= Yuko Yamashita =

Japanese hair specialist

Yuko Yamashita (山下 裕子, Yamashita Yūko) is a Japanese straight hair specialist. She is the creator of the YUKO Hair Straightening system. She is considered one of the world's best hair experts, according to Yahoo! News.

==Career==
Her research and came up with a hair-straightening system that would tame frizzy hair with stubborn waves without damaging it. She launched Yuko Hair Straightening in 1996, a special straightening process in which collagen, keratin and silk proteins are ironed out into the hair follicle to smoothen each strand. She opened the first specialized smoothing salon in Japan which earned a major success. Four years later, she opened her first smoothing salon abroad, in Beverly Hills, United States and her straightening service is now being offered in the United Kingdom. Among his clients are personalities of Arab royalty, influential politicians and artists such as Jennifer Aniston.
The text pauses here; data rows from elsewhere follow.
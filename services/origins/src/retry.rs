//! Fixed-delay retries for idempotent chain reads

use crate::context::FetchContext;
use crate::error::Result;
use node_config::RetryConfig;
use std::future::Future;
use std::time::Duration;
use tracing::warn;

#[derive(Debug, Clone, Copy, PartialEq, Eq)]
pub struct RetryPolicy {
    attempts: u32,
    delay: Duration,
}

impl Default for RetryPolicy {
    fn default() -> Self {
        Self::from_config(&RetryConfig::default())
    }
}

impl RetryPolicy {
    /// `attempts` counts the first try; zero is treated as one
    pub fn new(attempts: u32, delay: Duration) -> Self {
        Self {
            attempts: attempts.max(1),
            delay,
        }
    }

    /// Single attempt
    pub fn none() -> Self {
        Self::new(1, Duration::ZERO)
    }

    pub fn from_config(config: &RetryConfig) -> Self {
        Self::new(config.attempts, config.delay())
    }

    pub fn attempts(&self) -> u32 {
        self.attempts
    }

    /// Run `operation` until it succeeds, fails with a non-retryable error or runs out
    /// of attempts
    ///
    /// Every attempt and every delay is bounded by `ctx`, so cancellation ends the loop
    /// immediately.
    pub async fn run<T, F, Fut>(&self, ctx: &FetchContext, operation: &str, mut call: F) -> Result<T>
    where
        F: FnMut() -> Fut,
        Fut: Future<Output = Result<T>>,
    {
        let mut attempt = 1;
        loop {
            match ctx.run(call()).await? {
                Ok(value) => return Ok(value),
                Err(err) if err.is_retryable() && attempt < self.attempts => {
                    warn!(
                        operation,
                        attempt,
                        attempts = self.attempts,
                        error = %err,
                        "Chain read failed, retrying in {:?}",
                        self.delay
                    );
                    ctx.run(tokio::time::sleep(self.delay)).await?;
                    attempt += 1;
                }
                Err(err) => return Err(err),
            }
        }
    }
}
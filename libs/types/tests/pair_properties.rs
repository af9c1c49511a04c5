use proptest::prelude::*;
use types::Pair;

proptest! {
    #[test]
    fn prop_display_parse_round_trip(base in "[A-Za-z0-9]{1,8}", quote in "[A-Za-z0-9]{1,8}") {
        let pair = Pair::new(&base, &quote);
        let parsed: Pair = pair.to_string().parse().unwrap();
        prop_assert_eq!(&parsed, &pair);
        prop_assert_eq!(parsed.base, base.to_uppercase());
    }

    #[test]
    fn prop_double_invert_is_identity(base in "[A-Z]{1,6}", quote in "[A-Z]{1,6}") {
        let pair = Pair::new(&base, &quote);
        prop_assert_eq!(pair.invert().invert(), pair);
    }
}
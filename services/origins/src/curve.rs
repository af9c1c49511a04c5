//! Curve stable swap and crypto swap pools
//!
//! Prices come straight from the pool's `get_dy` quote for one whole base token, so the
//! fee and the pool's own invariant are already applied on chain.

use crate::addresses::ContractAddresses;
use crate::chain::{format_address, Call, CallResult, ChainClient};
use crate::context::FetchContext;
use crate::contracts::{self, ContractKind};
use crate::error::{OriginError, Result};
use crate::origin::Origin;
use crate::retry::RetryPolicy;
use crate::samples::{ratio, target_blocks, Samples};
use crate::tokens::{position, TokenCache, TokenInfo};
use async_trait::async_trait;
use dashmap::DashMap;
use ethabi::{Address, Token, Uint};
use node_config::{CurveConfig, CurvePoolKind};
use std::collections::HashMap;
use std::sync::Arc;
use tracing::{debug, warn};
use types::{Pair, Point, PointError};

/// Upper bound on coins in a Curve pool
const MAX_COINS: u64 = 8;

fn contract_kind(kind: CurvePoolKind) -> ContractKind {
    match kind {
        CurvePoolKind::StableSwap => ContractKind::CurveStableSwap,
        CurvePoolKind::CryptoSwap => ContractKind::CurveCryptoSwap,
    }
}

/// `get_dy` takes `int128` indices on stable swap pools and `uint256` on crypto pools
fn coin_index(kind: CurvePoolKind, index: usize) -> Token {
    match kind {
        CurvePoolKind::StableSwap => Token::Int(Uint::from(index)),
        CurvePoolKind::CryptoSwap => Token::Uint(Uint::from(index)),
    }
}

/// Coin addresses of one pool from its `coins(i)` results
fn coin_addresses(address: &Address, kind: CurvePoolKind, results: &[CallResult]) -> Result<Vec<Address>> {
    let mut addresses = Vec::new();
    for result in results {
        match result.decode_optional(contract_kind(kind), "coins")? {
            Some(tokens) => addresses.push(contracts::as_address(contracts::output(&tokens, 0)?)?),
            None => break,
        }
    }
    if addresses.len() < 2 {
        return Err(OriginError::InvalidResponse {
            target: format_address(address),
            reason: format!("pool lists {} coins", addresses.len()),
        });
    }
    Ok(addresses)
}

/// A requested pair with the coins it swaps between
struct Quote {
    pair: Pair,
    address: Address,
    kind: CurvePoolKind,
    base: usize,
    quote: usize,
    base_decimals: u8,
    quote_decimals: u8,
}

pub struct CurveOrigin {
    name: String,
    client: Arc<dyn ChainClient>,
    retry: RetryPolicy,
    block_offsets: Vec<u64>,
    pools: ContractAddresses<CurvePoolKind>,
    coins: DashMap<Address, Vec<TokenInfo>>,
    tokens: TokenCache,
}
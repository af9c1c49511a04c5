//! Checked unsigned integer helpers
//!
//! Raw pool quantities are on-chain `uint256` values; subtraction below zero and
//! division by zero are reverts, never wrapped or saturated results.

use crate::error::{AmmError, Result};
use bn::{DecFixedPointNumber, IntNumber};

/// Fractional digits of on-chain fixed-point values
pub const PRECISION: u8 = 18;

pub fn sub(a: &IntNumber, b: &IntNumber) -> Result<IntNumber> {
    if b > a {
        return Err(AmmError::SubOverflow {
            a: a.to_string(),
            b: b.to_string(),
        });
    }
    Ok(a - b)
}

pub fn div_down(a: &IntNumber, b: &IntNumber) -> Result<IntNumber> {
    Ok(a.checked_div(b)?)
}

pub fn div_up(a: &IntNumber, b: &IntNumber) -> Result<IntNumber> {
    if b.is_zero() {
        return Err(AmmError::ZeroDivision);
    }
    if a.is_zero() {
        return Ok(IntNumber::zero());
    }
    Ok((a - IntNumber::one()).checked_div(b)? + IntNumber::one())
}

/// Raw integer viewed as an 18-decimal fixed-point value
pub fn fixed(raw: &IntNumber) -> DecFixedPointNumber {
    DecFixedPointNumber::from_mantissa(raw.as_big().clone(), PRECISION)
}

/// 18-decimal mantissa of a fixed-point value
pub fn raw(value: &DecFixedPointNumber) -> IntNumber {
    if value.precision() == PRECISION {
        value.mantissa()
    } else {
        value.set_precision(PRECISION).mantissa()
    }
}
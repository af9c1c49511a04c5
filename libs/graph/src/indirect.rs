//! Cross-rate chain over ordered children

use crate::node::{child_tick, Node};
use bn::DecFloatPointNumber;
use std::sync::Arc;
use types::{Pair, Point, PointError, Tick};

/// Derives a price by chaining its children's ticks left to right
///
/// Adjacent ticks must share an asset. Given `A/C` and `B/C` the result is `A/B`;
/// `C/A` and `C/B` give `A/B`; `A/C` and `C/B` give `A/B`; `C/A` and `B/C` give `A/B`.
#[derive(Debug)]
pub struct IndirectNode {
    children: Vec<Arc<Node>>,
}

impl IndirectNode {
    pub fn new(children: Vec<Arc<Node>>) -> Self {
        Self { children }
    }

    pub fn nodes(&self) -> &[Arc<Node>] {
        &self.children
    }

    pub fn data_point(&self) -> Point {
        match self.children.as_slice() {
            [] => Point::from_error(PointError::configuration("indirect node has no children")),
            [only] => only.data_point(),
            children => {
                let points: Vec<Point> = children.iter().map(|child| child.data_point()).collect();
                evaluate(points)
            }
        }
    }
}

fn evaluate(points: Vec<Point>) -> Point {
    let ticks: Result<Vec<_>, PointError> = points
        .iter()
        .map(|point| child_tick(point).map(|tick| (tick, point.time)))
        .collect();
    let ticks = match ticks {
        Ok(ticks) => ticks,
        Err(err) => return Point::from_error(err).with_sub_points(points),
    };

    let mut iter = ticks.into_iter();
    let Some((mut acc, mut time)) = iter.next() else {
        return Point::from_error(PointError::configuration("indirect node has no children"));
    };
    for (next, next_time) in iter {
        match cross_rate(&acc, &next) {
            Ok(tick) => acc = tick,
            Err(err) => return Point::from_error(err).with_sub_points(points),
        }
        time = time.min(next_time);
    }

    Point::new(acc, time).with_sub_points(points)
}

fn div_or_zero(a: &DecFloatPointNumber, b: &DecFloatPointNumber) -> Result<DecFloatPointNumber, PointError> {
    if b.is_zero() {
        return Ok(DecFloatPointNumber::zero());
    }
    Ok(a.checked_div(b)?)
}

/// Combines two ticks sharing one asset into a tick for the two remaining assets
pub fn cross_rate(a: &Tick, b: &Tick) -> Result<Tick, PointError> {
    let (Some(pa), Some(pb)) = (&a.price, &b.price) else {
        return Err(PointError::aggregation("cross rate needs both prices"));
    };

    let (pair, price) = if a.pair.quote == b.pair.quote {
        // A/C, B/C
        (Pair::new(&a.pair.base, &b.pair.base), div_or_zero(pa, pb)?)
    } else if a.pair.base == b.pair.base {
        // C/A, C/B
        (Pair::new(&a.pair.quote, &b.pair.quote), div_or_zero(pb, pa)?)
    } else if a.pair.quote == b.pair.base {
        // A/C, C/B
        (Pair::new(&a.pair.base, &b.pair.quote), pa * pb)
    } else if a.pair.base == b.pair.quote {
        // C/A, B/C
        let product = pa * pb;
        (Pair::new(&a.pair.quote, &b.pair.base), div_or_zero(&DecFloatPointNumber::one(), &product)?)
    } else {
        return Err(PointError::aggregation(format!(
            "unable to calculate cross rate for {} and {}",
            a.pair, b.pair
        )));
    };

    Ok(Tick {
        pair,
        price: Some(price),
        volume24h: None,
    })
}

#[cfg(test)]
mod tests {
    use super::*;
    use types::ErrorKind;

    fn tick(pair: &str, price: &str) -> Tick {
        Tick::new(pair.parse().unwrap(), price.parse().unwrap())
    }

    fn price_of(t: &Tick) -> String {
        t.price.as_ref().unwrap().to_string()
    }

    #[test]
    fn test_four_relationships() {
        let cases = [
            ("A/C", "6", "B/C", "2", "A/B", "3"),
            ("C/A", "2", "C/B", "6", "A/B", "3"),
            ("A/C", "3", "C/B", "2", "A/B", "6"),
            ("C/A", "2", "B/C", "4", "A/B", "0.125"),
        ];
        for (pa, a, pb, b, pair, price) in cases {
            let result = cross_rate(&tick(pa, a), &tick(pb, b)).unwrap();
            assert_eq!(result.pair.to_string(), pair, "{pa} x {pb}");
            assert_eq!(price_of(&result), price, "{pa} x {pb}");
        }
    }

    #[test]
    fn test_unrelated_pairs_fail() {
        let err = cross_rate(&tick("A/B", "1"), &tick("C/D", "1")).unwrap_err();
        assert_eq!(err.kind, ErrorKind::Aggregation);
        assert_eq!(err.message, "unable to calculate cross rate for A/B and C/D");
    }

    #[test]
    fn test_zero_leg_yields_zero() {
        let result = cross_rate(&tick("A/C", "5"), &tick("B/C", "0")).unwrap();
        assert!(result.price.unwrap().is_zero());
    }

    #[test]
    fn test_chain_keeps_earliest_time() {
        let now = chrono::Utc::now();
        let earlier = now - chrono::Duration::seconds(30);
        let points = vec![
            Point::new(tick("WSTETH/STETH", "1.2"), now),
            Point::new(tick("STETH/ETH", "0.999"), earlier),
            Point::new(tick("ETH/USD", "2000"), now),
        ];
        let result = evaluate(points);
        let t = result.tick().unwrap();
        assert_eq!(t.pair.to_string(), "WSTETH/USD");
        assert_eq!(price_of(t), "2397.6");
        assert_eq!(result.time, earlier);
        assert_eq!(result.sub_points.len(), 3);
    }

    #[test]
    fn test_invalid_child_fails_node() {
        let points = vec![
            Point::new(tick("A/B", "1"), chrono::Utc::now()),
            Point::from_error(PointError::transient("rpc down")),
        ];
        let result = evaluate(points);
        let err = result.error.unwrap();
        assert_eq!(err.kind, ErrorKind::Transient);
        assert!(err.message.ends_with("rpc down"));
        assert_eq!(result.sub_points.len(), 2);
    }
}
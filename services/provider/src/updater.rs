//! Refreshes stale origin leaves

use futures::stream::{self, StreamExt};
use graph::Node;
use node_config::UpdaterConfig;
use origins::{FetchContext, Origin};
use std::collections::{BTreeMap, HashMap};
use std::sync::Arc;
use std::time::Duration;
use tracing::{debug, info, warn};
use types::{Pair, Point, PointError};

/// Outcome of one update pass
#[derive(Debug, Clone, Copy, Default, PartialEq, Eq)]
pub struct UpdateSummary {
    /// Leaves that received a valid point
    pub refreshed: usize,
    /// Leaves that received an error point
    pub failed: usize,
    /// Leaves still fresh, left untouched
    pub skipped: usize,
}

impl UpdateSummary {
    fn merge(&mut self, other: UpdateSummary) {
        self.refreshed += other.refreshed;
        self.failed += other.failed;
        self.skipped += other.skipped;
    }
}

/// Pairs of one origin fetched together, with the leaves waiting on each pair
struct Batch {
    origin: String,
    leaves: Vec<(Pair, Vec<Arc<Node>>)>,
}

pub struct Updater {
    origins: HashMap<String, Arc<dyn Origin>>,
    batch_size: usize,
    max_concurrency: usize,
    timeout: Duration,
}

impl Updater {
    pub fn new(origins: HashMap<String, Arc<dyn Origin>>, config: &UpdaterConfig) -> Self {
        Self {
            origins,
            batch_size: config.batch_size.max(1),
            max_concurrency: config.max_concurrency.max(1),
            timeout: config.timeout(),
        }
    }

    pub fn origin_names(&self) -> Vec<&str> {
        let mut names: Vec<&str> = self.origins.keys().map(String::as_str).collect();
        names.sort_unstable();
        names
    }

    /// Fetch new points for every stale origin leaf in `leaves`
    ///
    /// Leaves are grouped by origin and split into batches of at most `batch_size`
    /// pairs. At most `max_concurrency` batches are in flight, each bounded by the
    /// updater timeout. Every stale leaf receives a point, an error point when its
    /// pair could not be fetched.
    pub async fn update(&self, ctx: &FetchContext, leaves: &[Arc<Node>]) -> UpdateSummary {
        let mut summary = UpdateSummary::default();
        let mut by_origin: BTreeMap<String, BTreeMap<Pair, Vec<Arc<Node>>>> = BTreeMap::new();
        for leaf in leaves {
            let Some(origin) = leaf.as_origin() else {
                continue;
            };
            if origin.is_fresh() {
                summary.skipped += 1;
                continue;
            }
            by_origin
                .entry(origin.origin().to_string())
                .or_default()
                .entry(origin.pair().clone())
                .or_default()
                .push(leaf.clone());
        }

        let mut batches = Vec::new();
        for (origin, pairs) in by_origin {
            let pairs: Vec<(Pair, Vec<Arc<Node>>)> = pairs.into_iter().collect();
            for chunk in pairs.chunks(self.batch_size) {
                batches.push(Batch {
                    origin: origin.clone(),
                    leaves: chunk.to_vec(),
                });
            }
        }
        if batches.is_empty() {
            return summary;
        }
        debug!(batches = batches.len(), "Updating stale origin leaves");

        let results: Vec<UpdateSummary> = stream::iter(batches)
            .map(|batch| self.run_batch(ctx, batch))
            .buffer_unordered(self.max_concurrency)
            .collect()
            .await;
        for result in results {
            summary.merge(result);
        }

        info!(
            refreshed = summary.refreshed,
            failed = summary.failed,
            skipped = summary.skipped,
            "Update pass finished"
        );
        summary
    }

    async fn run_batch(&self, ctx: &FetchContext, batch: Batch) -> UpdateSummary {
        let Some(origin) = self.origins.get(&batch.origin) else {
            warn!(origin = %batch.origin, "Leaves reference an unknown origin");
            let error = PointError::configuration(format!("unknown origin {}", batch.origin));
            return record_all(&batch, |_| Point::from_error(error.clone()));
        };

        let pairs: Vec<Pair> = batch.leaves.iter().map(|(pair, _)| pair.clone()).collect();
        let ctx = ctx.with_budget(self.timeout);
        match origin.fetch_data_points(&ctx, &pairs).await {
            Ok(mut points) => record_all(&batch, |pair| {
                points.remove(pair).unwrap_or_else(|| {
                    Point::from_error(PointError::transient(format!(
                        "origin {} returned no point for {pair}",
                        batch.origin
                    )))
                })
            }),
            Err(err) => {
                warn!(origin = %batch.origin, pairs = pairs.len(), error = %err, "Origin fetch failed");
                let error = err.to_point_error().context(format!("origin {}", batch.origin));
                record_all(&batch, |_| Point::from_error(error.clone()))
            }
        }
    }
}

/// Record the point `point_for(pair)` on every leaf waiting on that pair
///
/// A leaf counts as refreshed only when it accepted a valid point.
fn record_all(batch: &Batch, mut point_for: impl FnMut(&Pair) -> Point) -> UpdateSummary {
    let mut summary = UpdateSummary::default();
    for (pair, leaves) in &batch.leaves {
        let point = point_for(pair);
        for leaf in leaves {
            let Some(origin) = leaf.as_origin() else {
                continue;
            };
            match origin.record(point.clone()) {
                Ok(()) if point.is_err() => summary.failed += 1,
                Ok(()) => summary.refreshed += 1,
                Err(err) => {
                    warn!(origin = %batch.origin, %pair, error = %err, "Point not recorded");
                    summary.failed += 1;
                }
            }
        }
    }
    summary
}

#[cfg(test)]
mod tests {
    use super::*;
    use async_trait::async_trait;
    use chrono::Utc;
    use graph::OriginNode;
    use origins::OriginError;
    use std::sync::atomic::{AtomicUsize, Ordering};
    use types::{ErrorKind, Tick};

    /// Prices every pair at 1 except those listed as missing; counts calls
    struct CountingOrigin {
        missing: Vec<Pair>,
        fail: bool,
        /// Pair written into every tick instead of the requested one
        tick_pair: Option<Pair>,
        calls: AtomicUsize,
        largest_batch: AtomicUsize,
    }

    impl CountingOrigin {
        fn new() -> Self {
            Self {
                missing: Vec::new(),
                fail: false,
                tick_pair: None,
                calls: AtomicUsize::new(0),
                largest_batch: AtomicUsize::new(0),
            }
        }
    }

    #[async_trait]
    impl Origin for CountingOrigin {
        fn name(&self) -> &str {
            "counting"
        }

        async fn fetch_data_points(
            &self,
            _ctx: &FetchContext,
            pairs: &[Pair],
        ) -> origins::Result<HashMap<Pair, Point>> {
            self.calls.fetch_add(1, Ordering::SeqCst);
            self.largest_batch.fetch_max(pairs.len(), Ordering::SeqCst);
            if self.fail {
                return Err(OriginError::Rpc("node unavailable".into()));
            }
            Ok(pairs
                .iter()
                .filter(|pair| !self.missing.contains(pair))
                .map(|pair| {
                    let tick_pair = self.tick_pair.clone().unwrap_or_else(|| pair.clone());
                    let point = Point::new(Tick::new(tick_pair, "1".parse().unwrap()), Utc::now());
                    (pair.clone(), point)
                })
                .collect())
        }
    }

    fn leaf(origin: &str, pair: &str) -> Arc<Node> {
        Arc::new(Node::Origin(
            OriginNode::new(
                origin,
                pair.parse().unwrap(),
                Duration::from_secs(60),
                Duration::from_secs(600),
            )
            .unwrap(),
        ))
    }

    fn config(batch_size: usize) -> UpdaterConfig {
        UpdaterConfig {
            batch_size,
            max_concurrency: 2,
            timeout_ms: 1_000,
        }
    }

    fn counting_updater(origin: Arc<CountingOrigin>, batch_size: usize) -> Updater {
        let mut origins: HashMap<String, Arc<dyn Origin>> = HashMap::new();
        origins.insert("counting".into(), origin);
        Updater::new(origins, &config(batch_size))
    }

    #[tokio::test]
    async fn test_batches_and_freshness() {
        let origin = Arc::new(CountingOrigin::new());
        let updater = counting_updater(origin.clone(), 2);
        let leaves = vec![
            leaf("counting", "ETH/USD"),
            leaf("counting", "BTC/USD"),
            leaf("counting", "SOL/USD"),
        ];

        let summary = updater.update(&FetchContext::background(), &leaves).await;
        assert_eq!(summary.refreshed, 3);
        assert_eq!(origin.calls.load(Ordering::SeqCst), 2);
        assert_eq!(origin.largest_batch.load(Ordering::SeqCst), 2);
        assert!(leaves.iter().all(|leaf| leaf.data_point().validate().is_ok()));

        // everything is fresh now
        let summary = updater.update(&FetchContext::background(), &leaves).await;
        assert_eq!(summary.skipped, 3);
        assert_eq!(origin.calls.load(Ordering::SeqCst), 2);
    }

    #[tokio::test]
    async fn test_duplicate_leaves_share_one_fetch() {
        let origin = Arc::new(CountingOrigin::new());
        let updater = counting_updater(origin.clone(), 10);
        let leaves = vec![leaf("counting", "ETH/USD"), leaf("counting", "ETH/USD")];

        let summary = updater.update(&FetchContext::background(), &leaves).await;
        assert_eq!(summary.refreshed, 2);
        assert_eq!(origin.largest_batch.load(Ordering::SeqCst), 1);
    }

    #[tokio::test]
    async fn test_missing_pair_unknown_origin_and_failed_fetch() {
        let mut origin = CountingOrigin::new();
        origin.missing.push(Pair::new("BTC", "USD"));
        let updater = counting_updater(Arc::new(origin), 10);
        let eth = leaf("counting", "ETH/USD");
        let btc = leaf("counting", "BTC/USD");
        let orphan = leaf("kraken", "ETH/USD");

        let summary = updater
            .update(&FetchContext::background(), &[eth.clone(), btc.clone(), orphan.clone()])
            .await;
        assert_eq!(summary, UpdateSummary { refreshed: 1, failed: 2, skipped: 0 });

        let missing = btc.data_point().error.unwrap();
        assert_eq!(missing.message, "origin counting returned no point for BTC/USD");
        assert_eq!(missing.kind, ErrorKind::Transient);
        let unknown = orphan.data_point().error.unwrap();
        assert_eq!(unknown.kind, ErrorKind::Configuration);

        let mut failing = CountingOrigin::new();
        failing.fail = true;
        let updater = counting_updater(Arc::new(failing), 10);
        let sol = leaf("counting", "SOL/USD");
        updater.update(&FetchContext::background(), &[sol.clone()]).await;
        let error = sol.data_point().error.unwrap();
        assert_eq!(error.kind, ErrorKind::Transient);
        assert!(error.message.starts_with("origin counting: "));
    }

    #[tokio::test]
    async fn test_rejected_points_count_as_failed() {
        let mut origin = CountingOrigin::new();
        origin.tick_pair = Some(Pair::new("BTC", "USD"));
        let updater = counting_updater(Arc::new(origin), 10);
        let eth = leaf("counting", "ETH/USD");

        let summary = updater.update(&FetchContext::background(), &[eth.clone()]).await;
        assert_eq!(summary, UpdateSummary { refreshed: 0, failed: 1, skipped: 0 });
        assert!(eth.data_point().error.is_some());
    }

    #[tokio::test]
    async fn test_failed_fetch_keeps_stale_point() {
        let eth = leaf("counting", "ETH/USD");
        let stale = Utc::now() - chrono::Duration::seconds(120);
        eth.as_origin()
            .unwrap()
            .record(Point::new(Tick::new(Pair::new("ETH", "USD"), "2000".parse().unwrap()), stale))
            .unwrap();

        let mut failing = CountingOrigin::new();
        failing.fail = true;
        let updater = counting_updater(Arc::new(failing), 10);
        let summary = updater.update(&FetchContext::background(), &[eth.clone()]).await;

        assert_eq!(summary, UpdateSummary { refreshed: 0, failed: 1, skipped: 0 });
        assert_eq!(eth.data_point().tick().unwrap().price, Some("2000".parse().unwrap()));
    }
}
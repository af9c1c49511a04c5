//! # Prism AMM Library - On-Chain Exact Pool Mathematics
//!
//! ## Purpose
//!
//! Off-chain replica of the pricing math deployed in liquidity-pool contracts. Every
//! function reproduces the on-chain integer arithmetic, including its rounding direction,
//! so a quote computed here matches what the contract returns for the same state to the
//! last unit.
//!
//! ## Integration Points
//!
//! - **Input Sources**: pool state read by the on-chain origins (balances, weights,
//!   scaling factors, amplification, rate caches, `sqrtPriceX96`)
//! - **Output Destinations**: origin adapters turning quotes into prices
//! - **Protocol Support**: weighted, stable, meta-stable and composable stable pools;
//!   concentrated liquidity spot prices
//! - **Precision**: 18-decimal fixed point on [`bn::DecFixedPointNumber`], raw `uint256`
//!   values on [`bn::IntNumber`]
//!
//! ## Error Model
//!
//! Domain violations are returned as [`AmmError`] values carrying the on-chain revert
//! code ([`AmmError::code`]). Nothing in this crate panics on bad pool state.
//!
//! ```rust
//! use amm::{Pool, WeightedPool};
//! use bn::{DecFixedPointNumber, IntNumber};
//!
//! let fp = |s: &str| DecFixedPointNumber::parse(s, 18).unwrap();
//! let pool = WeightedPool {
//!     balances: vec![IntNumber::pow10(21), IntNumber::pow10(21)],
//!     normalized_weights: vec![fp("0.5"), fp("0.5")],
//!     scaling_factors: vec![fp("1"), fp("1")],
//!     swap_fee_percentage: fp("0.003"),
//! };
//! let out = pool.calc_out_given_in(0, 1, &IntNumber::pow10(18)).unwrap();
//! assert!(out < IntNumber::pow10(18));
//! ```

pub mod composable_stable_pool;
pub mod concentrated;
pub mod error;
pub mod fixed_point;
pub mod log_exp_math;
pub mod math;
pub mod pool_traits;
pub mod stable_math;
pub mod stable_pool;
pub mod weighted_math;
pub mod weighted_pool;

pub use composable_stable_pool::{ComposableStablePool, LastJoinExit, TokenRateCache};
pub use error::{AmmError, Result};
pub use pool_traits::{scaling_factor_for_decimals, Pool, PoolKind};
pub use stable_pool::StablePool;
pub use weighted_pool::WeightedPool;
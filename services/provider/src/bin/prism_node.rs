//! Prism node - refreshes and prints configured price models
//!
//! Usage:
//!   prism-node --config config/node.toml
//!   prism-node --config config/node.toml --model STETH/USD --once
//!   prism-node --config config/node.toml --print-config

use anyhow::{Context, Result};
use clap::Parser;
use node_config::NodeConfig;
use origins::{connect, FetchContext};
use provider::{build_provider, logging, Provider};
use std::path::PathBuf;
use tracing::{error, info, warn};

#[derive(Parser, Debug)]
#[command(name = "prism-node")]
#[command(about = "Prism price oracle node")]
#[command(version)]
struct Args {
    /// Path to configuration file
    #[arg(short, long)]
    config: PathBuf,

    /// Models to evaluate each round; all models when omitted
    #[arg(short, long)]
    model: Vec<String>,

    /// Evaluate once and exit
    #[arg(long)]
    once: bool,

    /// Print the effective configuration as TOML and exit
    #[arg(long)]
    print_config: bool,
}

#[tokio::main]
async fn main() -> Result<()> {
    let args = Args::parse();

    let config = NodeConfig::load(&args.config)?;
    if args.print_config {
        println!("{}", config.to_toml()?);
        return Ok(());
    }

    logging::init(&config.node)?;
    info!("Starting Prism node");
    info!("Configuration: {}", args.config.display());

    let client = connect(&config).context("Failed to connect to Ethereum node")?;
    let provider = build_provider(&config, client).map_err(|e| {
        error!("Failed to build provider: {}", e);
        e
    })?;

    let models = if args.model.is_empty() {
        provider.model_names()
    } else {
        args.model.clone()
    };
    info!(models = models.len(), "Serving models");

    let mut interval = tokio::time::interval(config.node.interval());
    loop {
        tokio::select! {
            _ = interval.tick() => {
                let ctx = FetchContext::with_timeout(config.updater.timeout());
                evaluate(&provider, &ctx, &models).await?;
                if args.once {
                    return Ok(());
                }
            }
            _ = tokio::signal::ctrl_c() => {
                info!("Received shutdown signal");
                return Ok(());
            }
        }
    }
}

async fn evaluate(provider: &Provider, ctx: &FetchContext, models: &[String]) -> Result<()> {
    let names: Vec<&str> = models.iter().map(String::as_str).collect();
    let points = provider.data_points(ctx, &names).await?;
    for name in &names {
        let Some(point) = points.get(*name) else {
            continue;
        };
        match point.tick() {
            Ok(tick) => {
                let price = tick.price.as_ref().map(ToString::to_string).unwrap_or_default();
                info!(model = %name, %price, time = %point.time.to_rfc3339(), "Model price");
            }
            Err(err) => warn!(model = %name, kind = err.kind.as_str(), error = %err.message, "Model failed"),
        }
        println!("{name}\t{}", serde_json::to_string(point)?);
    }
    Ok(())
}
Yamashita worked with Phiten to create YUKO Hair Straightening (also known as thermal reconditioning), which is a method for permanently straightening human hair. The system was initially granted a patent in Japan, and Yamashita opened her first specialist hair straightening salon in 1996.

Yamashita is currently working with Unilever brand, Sunsilk, as a product co-creator. She is the brand’s straight hair expert.